Pseudohypoparathyroidism with normocalcemia: a rare case report from Nepal.

INTRODUCTION

Pseudohypoparathyroidism (PHP), a rare genetic disorder is characterized by features of hypoparathyroidism due to tissue resistance to effect of parathyroid hormone (PTH).

CASE PRESENTATION

A 1-year-old girl, the first child of healthy non-consanguineous parents with no family history of similar conditions or skeletal deformities, presented with small bumps on her leg, wrist, and periumbilical region for 6 months. Lab results revealed high serum phosphate, low vitamin D, normal calcium, and elevated PTH levels. Genetic testing identified a missense mutation in the gene, confirming a diagnosis of Albright osteodystrophy syndrome/progressive osseous heteroplasia. She was treated with vitamin D supplements and is on regular follow-up. The unusual case in this case is absence of family history and delayed clinical diagnosis.

DISCUSSION

PTH regulates calcium and phosphate levels by increasing blood calcium, reducing phosphate, and promoting the production of 1,25-dihydroxy-vitamin D (calcitriol). In pseudo-hypoparathyroidism (PHP), resistance to PTH in bones and kidneys leads to low calcium, high phosphate, and compensatory hyperparathyroidism. PHP often presents with hypocalcemia and hyperphosphatemia, but normocalcemia can occur due to effective compensatory mechanisms.
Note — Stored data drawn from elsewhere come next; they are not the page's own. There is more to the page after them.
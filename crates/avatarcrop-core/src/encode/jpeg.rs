//! JPEG encoding with configurable quality.
//!
//! JPEG has no alpha channel, so transparent regions (circle-clip corners,
//! out-of-bounds areas) are composited over black first; the same result a
//! browser canvas produces when serializing transparent content as JPEG.

use std::io::Cursor;

use image::codecs::jpeg::JpegEncoder;
use image::ExtendedColorType;
use image::ImageEncoder;

use super::EncodeError;
use crate::extract::RGBA_CHANNELS;

/// Encode RGBA pixel data to JPEG bytes.
///
/// `quality` is the configured 0.0-1.0 value, mapped onto the encoder's
/// 1-100 scale. The caller has already validated dimensions and buffer
/// length.
pub fn encode_jpeg(
    pixels: &[u8],
    width: u32,
    height: u32,
    quality: f64,
) -> Result<Vec<u8>, EncodeError> {
    let rgb = flatten_onto_black(pixels);
    let quality = quality_steps(quality);

    let mut buffer = Cursor::new(Vec::new());
    let encoder = JpegEncoder::new_with_quality(&mut buffer, quality);
    encoder
        .write_image(&rgb, width, height, ExtendedColorType::Rgb8)
        .map_err(|e| EncodeError::EncodingFailed {
            format: "JPEG",
            message: e.to_string(),
        })?;

    Ok(buffer.into_inner())
}

/// Map the configured 0.0-1.0 quality onto the encoder's 1-100 scale.
fn quality_steps(quality: f64) -> u8 {
    (quality.clamp(0.0, 1.0) * 100.0).round().max(1.0) as u8
}

/// Composite RGBA over an opaque black background, dropping alpha.
fn flatten_onto_black(pixels: &[u8]) -> Vec<u8> {
    let mut rgb = Vec::with_capacity(pixels.len() / RGBA_CHANNELS * 3);
    for px in pixels.chunks_exact(RGBA_CHANNELS) {
        let alpha = px[3] as u32;
        rgb.push((px[0] as u32 * alpha / 255) as u8);
        rgb.push((px[1] as u32 * alpha / 255) as u8);
        rgb.push((px[2] as u32 * alpha / 255) as u8);
    }
    rgb
}
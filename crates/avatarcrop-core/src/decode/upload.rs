//! Decoding uploaded bytes with EXIF orientation handling.

use std::io::Cursor;

use exif::{In, Reader, Tag};
use image::DynamicImage;
use image::ImageReader;

use super::{DecodeError, Orientation, SourceImage};

/// Decode an uploaded file's bytes into a [`SourceImage`].
///
/// The container format is guessed from the bytes (JPEG, PNG, GIF, and WebP
/// are enabled), EXIF orientation is applied when present (phone cameras
/// routinely store sideways rasters plus a rotation tag), and the result is
/// converted to RGBA.
///
/// # Errors
///
/// Returns `DecodeError::UnknownFormat` if the bytes are not in a supported
/// image format, and `DecodeError::Corrupted` if they are but decoding fails.
pub fn decode_upload(bytes: &[u8]) -> Result<SourceImage, DecodeError> {
    // Extract EXIF orientation before decoding
    let orientation = extract_orientation(bytes);

    let reader = ImageReader::new(Cursor::new(bytes))
        .with_guessed_format()
        .map_err(|e| DecodeError::Corrupted(e.to_string()))?;

    if reader.format().is_none() {
        return Err(DecodeError::UnknownFormat);
    }

    let img = reader.decode().map_err(|e| match e {
        image::ImageError::Unsupported(_) => DecodeError::UnknownFormat,
        other => DecodeError::Corrupted(other.to_string()),
    })?;

    let oriented = apply_orientation(img, orientation);
    Ok(SourceImage::from_rgba_image(oriented.into_rgba8()))
}

/// Extract EXIF orientation from uploaded bytes (for external use).
pub fn get_orientation(bytes: &[u8]) -> Orientation {
    extract_orientation(bytes)
}

/// Extract EXIF orientation from the container, if any.
///
/// Returns `Orientation::Normal` when there is no EXIF data or the tag
/// cannot be read; formats without EXIF simply fall through here.
fn extract_orientation(bytes: &[u8]) -> Orientation {
    let exif_reader = Reader::new();
    let mut cursor = Cursor::new(bytes);

    match exif_reader.read_from_container(&mut cursor) {
        Ok(exif) => {
            if let Some(field) = exif.get_field(Tag::Orientation, In::PRIMARY) {
                if let Some(value) = field.value.get_uint(0) {
                    return Orientation::from(value);
                }
            }
            Orientation::Normal
        }
        Err(_) => Orientation::Normal,
    }
}

/// Apply EXIF orientation transformation to an image.
fn apply_orientation(img: DynamicImage, orientation: Orientation) -> DynamicImage {
    match orientation {
        Orientation::Normal => img,
        Orientation::FlipHorizontal => img.fliph(),
        Orientation::Rotate180 => img.rotate180(),
        Orientation::FlipVertical => img.flipv(),
        Orientation::Transpose => img.rotate90().fliph(),
        Orientation::Rotate90CW => img.rotate90(),
        Orientation::Transverse => img.rotate270().fliph(),
        Orientation::Rotate270CW => img.rotate270(),
    }
}

#[cfg(test)]
mod tests {
    use super::*;
    use image::codecs::png::PngEncoder;
    use image::{ExtendedColorType, ImageEncoder, Rgba, RgbaImage};

    /// Encode a small RGBA test pattern as PNG bytes.
    fn png_fixture(width: u32, height: u32) -> Vec<u8> {
        let mut img = RgbaImage::new(width, height);
        for (x, y, pixel) in img.enumerate_pixels_mut() {
            *pixel = Rgba([(x * 40) as u8, (y * 40) as u8, 128, 255]);
        }
        let mut bytes = Vec::new();
        PngEncoder::new(&mut bytes)
            .write_image(img.as_raw(), width, height, ExtendedColorType::Rgba8)
            .unwrap();
        bytes
    }

    #[test]
    fn test_decode_valid_png() {
        let bytes = png_fixture(5, 3);
        let result = decode_upload(&bytes);
        assert!(result.is_ok(), "Failed to decode PNG: {:?}", result.err());

        let img = result.unwrap();
        assert_eq!(img.width, 5);
        assert_eq!(img.height, 3);
        assert_eq!(img.pixels.len(), 5 * 3 * 4);
    }

    #[test]
    fn test_decode_preserves_pixel_values() {
        let bytes = png_fixture(4, 4);
        let img = decode_upload(&bytes).unwrap();

        // Pixel (2, 1) of the fixture pattern
        let idx = ((4 + 2) * 4) as usize;
        assert_eq!(&img.pixels[idx..idx + 4], &[80, 40, 128, 255]);
    }

    #[test]
    fn test_decode_garbage_bytes() {
        let result = decode_upload(&[0x00, 0x01, 0x02, 0x03, 0x04]);
        assert!(matches!(result, Err(DecodeError::UnknownFormat)));
    }

    #[test]
    fn test_decode_empty_bytes() {
        let result = decode_upload(&[]);
        assert!(result.is_err());
    }

    #[test]
    fn test_decode_truncated_png() {
        let bytes = png_fixture(8, 8);
        // Keep the signature so the format is recognized, then truncate
        let result = decode_upload(&bytes[0..24]);
        assert!(matches!(result, Err(DecodeError::Corrupted(_))));
    }

    #[test]
    fn test_orientation_extraction_no_exif() {
        // PNG fixtures carry no EXIF data
        let bytes = png_fixture(2, 2);
        assert_eq!(get_orientation(&bytes), Orientation::Normal);
    }

    #[test]
    fn test_orientation_extraction_invalid_data() {
        assert_eq!(get_orientation(&[0x00, 0x01, 0x02]), Orientation::Normal);
    }

    #[test]
    fn test_apply_orientation_normal() {
        let mut img = RgbaImage::new(2, 2);
        img.put_pixel(0, 0, Rgba([255, 0, 0, 255]));

        let result = apply_orientation(DynamicImage::ImageRgba8(img), Orientation::Normal);
        let rgba = result.into_rgba8();
        assert_eq!(rgba.dimensions(), (2, 2));
        assert_eq!(rgba.get_pixel(0, 0).0, [255, 0, 0, 255]);
    }

    #[test]
    fn test_apply_orientation_rotate90() {
        // A 2x1 strip rotated 90 CW becomes a 1x2 column
        let mut img = RgbaImage::new(2, 1);
        img.put_pixel(0, 0, Rgba([255, 0, 0, 255]));
        img.put_pixel(1, 0, Rgba([0, 255, 0, 255]));

        let result = apply_orientation(DynamicImage::ImageRgba8(img), Orientation::Rotate90CW);
        let rgba = result.into_rgba8();
        assert_eq!(rgba.dimensions(), (1, 2));
        // Left pixel of the strip ends up at the top
        assert_eq!(rgba.get_pixel(0, 0).0, [255, 0, 0, 255]);
    }

    #[test]
    fn test_apply_orientation_flip_horizontal() {
        let mut img = RgbaImage::new(2, 1);
        img.put_pixel(0, 0, Rgba([255, 0, 0, 255]));
        img.put_pixel(1, 0, Rgba([0, 255, 0, 255]));

        let result =
            apply_orientation(DynamicImage::ImageRgba8(img), Orientation::FlipHorizontal);
        let rgba = result.into_rgba8();
        assert_eq!(rgba.get_pixel(0, 0).0, [0, 255, 0, 255]);
        assert_eq!(rgba.get_pixel(1, 0).0, [255, 0, 0, 255]);
    }

    #[test]
    fn test_apply_orientation_rotate180() {
        let mut img = RgbaImage::new(2, 1);
        img.put_pixel(0, 0, Rgba([255, 0, 0, 255]));
        img.put_pixel(1, 0, Rgba([0, 255, 0, 255]));

        let result = apply_orientation(DynamicImage::ImageRgba8(img), Orientation::Rotate180);
        let rgba = result.into_rgba8();
        assert_eq!(rgba.dimensions(), (2, 1));
        assert_eq!(rgba.get_pixel(0, 0).0, [0, 255, 0, 255]);
        assert_eq!(rgba.get_pixel(1, 0).0, [255, 0, 0, 255]);
    }
}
A hallmark of Albright hereditary osteodystrophy, subcutaneous ossifications, can signal PHP. PHP type IA, linked to mutations, can present with elevated TSH at birth. Early diagnosis requires careful monitoring of calcium, phosphorus, PTH levels, and genetic testing. Management includes calcium and calcitriol supplementation with regular follow-up.

CONCLUSION

This case highlights the importance of diagnosing PHP, even in normocalcemic patients, when clinical signs like subcutaneous ossifications are present.